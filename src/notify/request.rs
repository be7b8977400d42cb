//! Per-request data: the transport view of a request and the notification
//! it turns into once every gate has passed.

use axum::http::{header, HeaderMap, Method};
use chrono::{DateTime, Utc};
use std::net::{IpAddr, SocketAddr};

/// Transport-level facts about a request, available before the body is read.
#[derive(Debug, Clone, PartialEq, Eq)]
pub struct RequestHead {
    /// HTTP method.
    pub method: Method,
    /// Raw `Content-Type` header, if any.
    pub content_type: Option<String>,
    /// Raw `Origin` header, if any.
    pub origin: Option<String>,
    /// Raw `Authorization` header, if any.
    pub authorization: Option<String>,
    /// Declared `Content-Length`, if any and parseable.
    pub declared_length: Option<u64>,
    /// Peer address the request came from.
    pub source: IpAddr,
}

fn header_str(headers: &HeaderMap, name: header::HeaderName) -> Option<String> {
    headers
        .get(name)
        .and_then(|v| v.to_str().ok())
        .map(|v| v.trim().to_string())
}

impl RequestHead {
    /// Capture the head of an incoming request.
    pub fn from_parts(method: &Method, headers: &HeaderMap, peer: SocketAddr) -> Self {
        Self {
            method: method.clone(),
            content_type: header_str(headers, header::CONTENT_TYPE),
            origin: header_str(headers, header::ORIGIN),
            authorization: header_str(headers, header::AUTHORIZATION),
            declared_length: header_str(headers, header::CONTENT_LENGTH)
                .and_then(|v| v.parse().ok()),
            source: peer.ip(),
        }
    }
}

/// A request with its body read, still unvalidated.
#[derive(Debug, Clone)]
pub struct NotificationRequest {
    /// Transport facts.
    pub head: RequestHead,
    /// Body bytes as received.
    pub raw_body: Vec<u8>,
}

/// What the sender asked for.
#[derive(Debug, Clone, Copy, PartialEq, Eq)]
pub enum NotificationKind {
    /// A bank notification to process.
    Message,
    /// Connectivity check from the companion app.
    Ping,
}

/// Validated payload fields.
#[derive(Debug, Clone, PartialEq, Eq)]
pub struct NotificationPayload {
    /// Notification text.
    pub content: String,
    /// Android package that produced the notification, if reported.
    pub package: Option<String>,
    /// Message or ping.
    pub kind: NotificationKind,
}

/// A notification that passed every gate. Handed to each handler by value.
#[derive(Debug, Clone, PartialEq, Eq)]
pub struct ParsedNotification {
    /// Notification text, unwrapped and sanitized.
    pub content: String,
    /// Android package that produced the notification, if reported.
    pub package: Option<String>,
    /// Message or ping.
    pub kind: NotificationKind,
    /// Sender address.
    pub source: IpAddr,
    /// When the server accepted it.
    pub received_at: DateTime<Utc>,
}

impl ParsedNotification {
    /// Stamp a validated payload with its origin and arrival time.
    pub fn new(payload: NotificationPayload, source: IpAddr, received_at: DateTime<Utc>) -> Self {
        Self {
            content: payload.content,
            package: payload.package,
            kind: payload.kind,
            source,
            received_at,
        }
    }
}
◇ ◇ ◇ ◇
The task:
From the listing above, return every line that carries the string "address".

Finished exercise:
    /// Peer address the request came from.
    /// Sender address.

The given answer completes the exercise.